## [The task]
The answer is the number of lines in the data that contain the word "LevelFilter"; give it alone.
*** Begin section ***
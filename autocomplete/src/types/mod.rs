mod color;
mod edges;
mod enums;
mod style;

pub use color::{Color, Rgb};
pub use edges::Edges;
pub use enums::{Border, Position, TextStyle};
pub use style::Style;
//! Host configuration.
//!
//! Read from a JSON file: `--config <path>` when given, otherwise
//! `settings.json` in the config directory. A missing default file means
//! defaults; a missing explicit file is an error.

use std::fs;
use std::path::{Path, PathBuf};

use autocomplete::{KeyboardShouldPersistTaps, ListOptions, Platform};
use log::LevelFilter;
use serde::Deserialize;

use crate::error::AppError;
use crate::paths;

const DEFAULT_WORDS: &[&str] = &[
    "apple", "apricot", "avocado", "banana", "blackberry", "blueberry", "cantaloupe", "cherry",
    "clementine", "coconut", "cranberry", "date", "dragonfruit", "durian", "elderberry", "fig",
    "gooseberry", "grape", "grapefruit", "guava", "honeydew", "jackfruit", "kiwi", "kumquat",
    "lemon", "lime", "lychee", "mandarin", "mango", "mulberry", "nectarine", "olive", "orange",
    "papaya", "passionfruit", "peach", "pear", "persimmon", "pineapple", "plum", "pomegranate",
    "quince", "raspberry", "rhubarb", "starfruit", "strawberry", "tangerine", "watermelon",
];

#[derive(Debug, Clone, PartialEq, Deserialize)]
#[serde(default)]
pub struct Settings {
    /// Start with the results suppressed.
    pub hide_results: bool,
    /// Style preset; defaults to the host platform.
    pub platform: Option<Platform>,
    pub keyboard_should_persist_taps: KeyboardShouldPersistTaps,
    /// End-reached threshold in viewport lengths.
    pub end_reached_threshold: Option<f32>,
    /// Matches loaded per page.
    pub page_size: usize,
    /// Rows of the result list, borders included.
    pub results_height: u16,
    pub placeholder: String,
    /// Only report visibility flips to the listener.
    pub edge_triggered: bool,
    pub words: Vec<String>,
    /// Forwarded to the list untouched.
    pub list_options: ListOptions,
    pub log_level: LevelFilter,
}

impl Default for Settings {
    fn default() -> Self {
        Self {
            hide_results: false,
            platform: None,
            keyboard_should_persist_taps: KeyboardShouldPersistTaps::default(),
            end_reached_threshold: None,
            page_size: 8,
            results_height: 8,
            placeholder: "Search fruit...".to_string(),
            edge_triggered: false,
            words: DEFAULT_WORDS.iter().map(|w| w.to_string()).collect(),
            list_options: ListOptions::new(),
            log_level: LevelFilter::Debug,
        }
    }
}

impl Settings {
    /// Parse settings from JSON text.
    pub fn from_json(path: &Path, text: &str) -> Result<Self, AppError> {
        let mut settings: Settings =
            serde_json::from_str(text).map_err(|source| AppError::ConfigParse {
                path: path.to_path_buf(),
                source,
            })?;
        settings.page_size = settings.page_size.max(1);
        Ok(settings)
    }

    /// Load from `explicit`, or from the default location if present.
    pub fn load(explicit: Option<&Path>) -> Result<Self, AppError> {
        let (path, required) = match explicit {
            Some(path) => (path.to_path_buf(), true),
            None => match paths::settings_file() {
                Some(path) => (path, false),
                None => return Ok(Self::default()),
            },
        };

        match fs::read_to_string(&path) {
            Ok(text) => Self::from_json(&path, &text),
            Err(err) if !required && err.kind() == std::io::ErrorKind::NotFound => {
                Ok(Self::default())
            }
            Err(source) => Err(AppError::ConfigRead { path, source }),
        }
    }

    pub fn platform(&self) -> Platform {
        self.platform.unwrap_or_default()
    }
}

/// Parse `--config <path>` from the command line.
pub fn config_arg(mut args: impl Iterator<Item = String>) -> Result<Option<PathBuf>, AppError> {
    let mut config = None;
    while let Some(arg) = args.next() {
        match arg.as_str() {
            "--config" | "-c" => {
                let path = args.next().ok_or(AppError::MissingArgument("--config"))?;
                config = Some(PathBuf::from(path));
            }
            _ => return Err(AppError::UnknownArgument(arg)),
        }
    }
    Ok(config)
}
//! 凭证清理模块
//!
//! 使用正则表达式从日志文本中清理敏感信息（API 密钥、token 等）

use regex::Regex;
use std::sync::OnceLock;

/// 替换文本
const REPLACEMENT: &str = "[REDACTED]";

/// 内置的敏感信息正则模式
fn builtin_patterns() -> &'static [Regex] {
    static PATTERNS: OnceLock<Vec<Regex>> = OnceLock::new();
    PATTERNS.get_or_init(|| {
        let patterns = [
            // OpenAI / Anthropic API 密钥
            r"sk-[a-zA-Z0-9_-]{20,}",
            // AWS Access Key
            r"AKIA[0-9A-Z]{16}",
            // Google API 密钥
            r"AIza[0-9A-Za-z_-]{35}",
            // Bearer token
            r"Bearer\s+[a-zA-Z0-9_\-.]+",
            // 通用 key=value 模式
            r"(?i)(api[_-]?key|secret[_-]?key|access[_-]?token|auth[_-]?token|password|secret)\s*[=:]\s*\S+",
        ];
        patterns
            .iter()
            .filter_map(|p| Regex::new(p).ok())
            .collect()
    })
}

/// 清理文本中的敏感信息
pub fn sanitize(text: &str) -> String {
    let mut result = text.to_string();
    for pattern in builtin_patterns() {
        result = pattern.replace_all(&result, REPLACEMENT).to_string();
    }
    result
}

/// 检查文本是否包含敏感信息
pub fn contains_sensitive(text: &str) -> bool {
    builtin_patterns().iter().any(|p| p.is_match(text))
}

#[cfg(test)]
mod tests {
    use super::*;

    #[test]
    fn test_sanitize_openai_key() {
        let input = "my key is sk-abc123def456ghi789jkl012mno";
        let result = sanitize(input);
        assert!(!result.contains("sk-abc123"));
        assert!(result.contains("[REDACTED]"));
    }

    #[test]
    fn test_sanitize_key_value() {
        let result = sanitize("api_key=super-secret-value");
        assert!(!result.contains("super-secret-value"));
    }

    #[test]
    fn test_plain_text_untouched() {
        let input = "池 0 第 1 次尝试失败";
        assert_eq!(sanitize(input), input);
        assert!(!contains_sensitive(input));
    }
}
//! 凭证指纹
//!
//! 对 API 密钥做单向散列并截取前 8 个十六进制字符，仅用于日志关联。
//! 日志中只允许出现指纹，不允许出现原始密钥。

use sha2::{Digest, Sha256};

/// 计算 API 密钥的 8 位指纹
pub fn key_fingerprint(api_key: &str) -> String {
    let digest = Sha256::digest(api_key.as_bytes());
    hex::encode(&digest[..4])
}

#[cfg(test)]
mod tests {
    use super::*;

    #[test]
    fn test_fingerprint_length_and_stability() {
        let fp = key_fingerprint("sk-test-123");
        assert_eq!(fp.len(), 8);
        assert_eq!(fp, key_fingerprint("sk-test-123"));
    }

    #[test]
    fn test_fingerprint_does_not_contain_key_material() {
        let fp = key_fingerprint("sk-secret-abcdef");
        assert!(!fp.contains("secret"));
    }

    #[test]
    fn test_fingerprint_distinguishes_keys() {
        assert_ne!(key_fingerprint("key-a"), key_fingerprint("key-b"));
    }
}
//! Rank-merge and deduplication
//!
//! Combines a primary RAG response with a vector-store response into one
//! reranked, deduplicated response. Scores are weighted per source, a
//! secondary entry colliding with a primary one is penalized, and the
//! higher final score wins the merge slot (ties go to the entry processed
//! later, i.e. the secondary one).

use ragcast_core::response::{Chunk, UnifiedResponse};
use serde_json::{json, Map, Value};
use sha2::{Digest, Sha256};
use std::collections::{HashMap, HashSet};

/// Origin tag for primary-source chunks
pub const ORIGIN_PRIMARY: &str = "ragie";
/// Origin tag for vector-store chunks
pub const ORIGIN_SECONDARY: &str = "vector_store";

/// Merge parameters resolved from the pipeline config
#[derive(Debug, Clone, Copy)]
pub(crate) struct MergeWeights {
    pub primary: f64,
    pub secondary: f64,
    pub duplicate_penalty: f64,
    pub limit: usize,
}

/// Transient merge record; exists only inside `combine`
#[derive(Debug, Clone)]
struct MergeCandidate {
    text: String,
    score: f64,
    document_id: Option<String>,
    document_name: Option<String>,
    metadata: Map<String, Value>,
}

impl MergeCandidate {
    fn decorate(chunk: &Chunk, weight: f64, index: usize, origin: &str) -> Self {
        let mut metadata = chunk.metadata().cloned().unwrap_or_default();
        metadata.insert("origin".to_string(), Value::String(origin.to_string()));
        Self {
            text: chunk.text().to_string(),
            score: weighted_score(chunk, weight, index),
            document_id: chunk.document_id().map(str::to_string),
            document_name: chunk.document_name().map(str::to_string),
            metadata,
        }
    }

    fn key(&self) -> String {
        dedup_key(self.document_id.as_deref(), &self.text)
    }

    fn into_chunk(self) -> Option<Chunk> {
        // text comes from an already-validated chunk, so this cannot fail
        let mut chunk = Chunk::new(self.text).ok()?.with_score(self.score);
        if let Some(id) = self.document_id {
            chunk = chunk.with_document_id(&id);
        }
        if let Some(name) = self.document_name {
            chunk = chunk.with_document_name(&name);
        }
        Some(chunk.with_metadata(self.metadata))
    }
}

/// The chunk's own score when present, else a positional fallback
/// `max(0.01, 1 - 0.05 * index)`, times the source weight
pub(crate) fn weighted_score(chunk: &Chunk, weight: f64, index: usize) -> f64 {
    let base = chunk
        .score()
        .unwrap_or_else(|| (1.0 - 0.05 * index as f64).max(0.01));
    base * weight
}

/// Dedup key: `document_id` when present, else a hash of the text
pub(crate) fn dedup_key(document_id: Option<&str>, text: &str) -> String {
    match document_id {
        Some(id) if !id.is_empty() => format!("doc:{id}"),
        _ => {
            let digest = Sha256::digest(text.as_bytes());
            format!("text:{}", hex::encode(&digest[..8]))
        }
    }
}

fn upsert_candidate(
    slots: &mut Vec<MergeCandidate>,
    by_key: &mut HashMap<String, usize>,
    candidate: MergeCandidate,
) {
    let key = candidate.key();
    match by_key.get(&key) {
        // higher final score wins; ties go to the later entry
        Some(&slot) => {
            if candidate.score >= slots[slot].score {
                slots[slot] = candidate;
            }
        }
        None => {
            by_key.insert(key, slots.len());
            slots.push(candidate);
        }
    }
}

/// Merge two responses into one reranked, deduplicated response
pub(crate) fn combine(
    primary: &UnifiedResponse,
    secondary: &UnifiedResponse,
    weights: &MergeWeights,
) -> UnifiedResponse {
    let mut slots: Vec<MergeCandidate> = Vec::new();
    let mut by_key: HashMap<String, usize> = HashMap::new();

    for (index, chunk) in primary.chunks().iter().enumerate() {
        let candidate = MergeCandidate::decorate(chunk, weights.primary, index, ORIGIN_PRIMARY);
        upsert_candidate(&mut slots, &mut by_key, candidate);
    }

    let primary_keys: HashSet<String> = primary
        .chunks()
        .iter()
        .map(|c| dedup_key(c.document_id(), c.text()))
        .collect();

    for (index, chunk) in secondary.chunks().iter().enumerate() {
        let mut candidate =
            MergeCandidate::decorate(chunk, weights.secondary, index, ORIGIN_SECONDARY);
        // the penalty lands on the decorated score before dedup; the slot
        // comparison is penalized-secondary vs unpenalized-primary
        if primary_keys.contains(&candidate.key()) {
            candidate.score *= weights.duplicate_penalty;
        }
        upsert_candidate(&mut slots, &mut by_key, candidate);
    }

    slots.sort_by(|a, b| {
        b.score
            .partial_cmp(&a.score)
            .unwrap_or(std::cmp::Ordering::Equal)
    });
    slots.truncate(weights.limit);

    let chunks: Vec<Chunk> = slots.into_iter().filter_map(MergeCandidate::into_chunk).collect();

    let mut provider_metadata = Map::new();
    provider_metadata.insert(
        "primary".to_string(),
        json!({"provider": primary.provider(), "model": primary.model()}),
    );
    provider_metadata.insert(
        "secondary".to_string(),
        json!({"provider": secondary.provider(), "model": secondary.model()}),
    );

    UnifiedResponse::new(
        "hybrid",
        format!("{}+{}", primary.provider(), secondary.provider()),
        chunks,
    )
    .with_provider_metadata(provider_metadata)
}
//! 池家族与重试预算
//!
//! 家族是按池计算的派生分类，驱动重试预算策略。
//! 每次执行时从池的第一个规格重新计算，不落盘。

use super::spec::ProviderSpec;
use serde::{Deserialize, Serialize};
use std::collections::HashMap;

/// 池家族
#[derive(Debug, Clone, Copy, PartialEq, Eq, Hash, Serialize, Deserialize)]
#[serde(rename_all = "lowercase")]
pub enum PoolFamily {
    /// 免费档：预算不限（= 池大小）
    Free,
    /// 托管档：只试一个
    Hosted,
    /// 混合档：最多试两个
    Hybrid,
    /// 未分类：预算不限
    Default,
}

impl PoolFamily {
    /// 从池的第一个规格分类
    ///
    /// 依次读取 solution.metadata 的 plan / tier / latency_tier（取第一个
    /// 存在的字段），按固定归一化表映射；没有任何字段时归入 Default。
    pub fn classify(pool: &[ProviderSpec]) -> Self {
        let Some(first) = pool.first() else {
            return PoolFamily::Default;
        };

        let token = ["plan", "tier", "latency_tier"]
            .iter()
            .find_map(|key| first.solution_metadata_str(key));

        match token {
            None => PoolFamily::Default,
            Some(token) => match token.trim().to_lowercase().as_str() {
                "free-tier" | "freemium" | "starter" => PoolFamily::Free,
                "hosted" | "managed" => PoolFamily::Hosted,
                _ => PoolFamily::Hybrid,
            },
        }
    }

    /// 从字符串解析（配置覆盖用）
    pub fn from_str(s: &str) -> Option<Self> {
        match s.to_lowercase().as_str() {
            "free" => Some(PoolFamily::Free),
            "hosted" => Some(PoolFamily::Hosted),
            "hybrid" => Some(PoolFamily::Hybrid),
            "default" => Some(PoolFamily::Default),
            _ => None,
        }
    }

    /// 家族名称
    pub fn name(&self) -> &'static str {
        match self {
            PoolFamily::Free => "free",
            PoolFamily::Hosted => "hosted",
            PoolFamily::Hybrid => "hybrid",
            PoolFamily::Default => "default",
        }
    }
}

impl std::fmt::Display for PoolFamily {
    fn fmt(&self, f: &mut std::fmt::Formatter<'_>) -> std::fmt::Result {
        write!(f, "{}", self.name())
    }
}

/// 家族重试预算
///
/// `max_attempts = None` 表示不限（解析为池大小）。
#[derive(Debug, Clone, Copy, Serialize, Deserialize)]
pub struct FamilyPolicy {
    /// 最大尝试次数
    pub max_attempts: Option<u32>,
}

/// 家族预算表
#[derive(Debug, Clone)]
pub struct RetryPolicyTable {
    policies: HashMap<PoolFamily, FamilyPolicy>,
}

impl RetryPolicyTable {
    /// 默认预算：free 不限、hybrid 2、hosted 1、default 不限
    pub fn defaults() -> Self {
        let mut policies = HashMap::new();
        policies.insert(PoolFamily::Free, FamilyPolicy { max_attempts: None });
        policies.insert(
            PoolFamily::Hybrid,
            FamilyPolicy {
                max_attempts: Some(2),
            },
        );
        policies.insert(
            PoolFamily::Hosted,
            FamilyPolicy {
                max_attempts: Some(1),
            },
        );
        policies.insert(PoolFamily::Default, FamilyPolicy { max_attempts: None });
        Self { policies }
    }

    /// 在默认预算之上应用调用方覆盖
    pub fn with_overrides(overrides: HashMap<PoolFamily, FamilyPolicy>) -> Self {
        let mut table = Self::defaults();
        table.policies.extend(overrides);
        table
    }

    /// 解析某家族对给定池大小的实际尝试上限
    ///
    /// 0 表示整个池跳过；非零值被夹到 [1, 池大小]。
    pub fn resolve(&self, family: PoolFamily, pool_size: usize) -> usize {
        let policy = self
            .policies
            .get(&family)
            .copied()
            .unwrap_or(FamilyPolicy { max_attempts: None });

        match policy.max_attempts {
            None => pool_size,
            Some(0) => 0,
            Some(n) => {
                if pool_size == 0 {
                    0
                } else {
                    (n as usize).clamp(1, pool_size)
                }
            }
        }
    }
}

impl Default for RetryPolicyTable {
    fn default() -> Self {
        Self::defaults()
    }
}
*** End section ***
## [Exercise solution]
3